Основной прием комизма Марциала – несоответствие внешности и сущности. Ловец наследств напропалую ухаживает за безобразной дамой; почему? Она в чахотке (I, 10). Сплетник склонился к уху собеседника – новая сплетня? Нет, похвала императору: вот что значит привычка! (I, 89). Так строятся лучшие эпиграммы Марциала, напоминая загадку с отгадкой: в зачине – несколько строк описания, в конце – стих, или полустишие, или даже одно слово, неожиданно раскрывающее подлинный смысл описанного. Эта техника отточенной сентенции, замыкающей описание, разрабатывалась в риторических школах и оттуда была перенесена Марциалом в поэзию. Постоянная игра двумя планами, видимым и действительным, составляет основу марциаловской иронии: все время сквозя друг за другом, они создают причудливую картину мира, где в каждом утверждении заложено его же собственное отрицание:
Ты мила, это так, и ты богата;Дева ты, – и об этом мы не спорим;Но коль слишком себя, Фабулла, хвалишь, —Не мила, не богата и не дева.Этот мир внутренних противоречий Марциал принимает целиком, как должное: он не прославляет одну только благополучную видимость (как, например, Стаций, кроме мифологических поэм писавший и льстивые стихотворения на случаи, часто совпадавшие по теме с марциаловскими) и не бичует одну только неприглядную сущность (как в предшествующем поколении Персий, а в последующем – Ювенал); то и другое существует для него только в непрерывном взаимодействии. Как Овидий и как Петроний, он не утверждает и не отрицает: он иронизирует. В своей эпохе он стоит на перепутье между официальной и оппозиционной литературой. Официальная литература эпохи – это Плиний и Стаций, оппозиционная – это Ювенал и Тацит.

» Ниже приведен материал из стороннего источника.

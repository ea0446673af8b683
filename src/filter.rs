use crate::model::{Criteria, TaskRecord};

/// Return the tasks matching `criteria`, ordered by due date. Tasks with the
/// same due date keep their order in `dataset`.
pub fn select<'a>(dataset: &'a [TaskRecord], criteria: &Criteria) -> Vec<&'a TaskRecord> {
    let mut selected: Vec<&TaskRecord> = dataset
        .iter()
        .filter(|task| match &task.due_date {
            Some(due_date) => criteria.period.contains(due_date),
            None => false,
        })
        .filter(|task| criteria.matches_name(task))
        .filter(|task| !(criteria.exclude_email_entries && task.is_email_entry()))
        .collect();

    // sort_by_key is stable
    selected.sort_by_key(|task| task.due_date);
    selected
}

/// Render one task as a report line: `#<id> - <title>`, followed by
/// `: <description>` when asked for and present.
pub fn render_line(task: &TaskRecord, include_description: bool) -> String {
    match &task.description {
        Some(description) if include_description => {
            format!("#{} - {}: {}", task.id, task.title, description)
        }
        _ => format!("#{} - {}", task.id, task.title),
    }
}

/// Join already selected tasks into report lines, no trailing newline.
pub fn render(tasks: &[&TaskRecord], include_description: bool) -> String {
    tasks
        .iter()
        .map(|task| render_line(task, include_description))
        .collect::<Vec<_>>()
        .join("\n")
}

/// Build the text report: one line per matching task, no trailing newline.
/// An empty selection gives an empty string.
pub fn filter(dataset: &[TaskRecord], criteria: &Criteria) -> String {
    render(&select(dataset, criteria), criteria.include_description)
}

Децим Юний Ювенал (ок. 60 – ок. 140), родом из Италии, до середины жизни был профессиональным ритором-декламатором; когда в 96 году погиб император Домициан и общество было одушевлено ненавистью к недавнему прошлому и чаяньем светлого будущего, Ювенал начинает писать жестокие стихотворные сатиры, обозначая их персонажей именами злодеев минувшего царствования; по преданию, эта маскировка успеха не имела, и умер Ювенал в почетной ссылке.
От него осталось шестнадцать гексаметрических сатир (последняя недописанная), собранных в пяти книгах. Сатиры первых трех книг имеют резко обличительный характер (против мужчин, против женщин, против угнетения клиентов, против положения поэтов и риторов, против домициановского двора), сатиры последних двух книг представляют собой по большей части отвлеченные рассуждения на моральные темы, адресованные кому-нибудь из друзей (об истинном счастье, о твердости мудреца, о воспитании и пр.). Отношение этих двух групп сатир напоминает отношение между «Сатирами» и «Посланиями» Горация.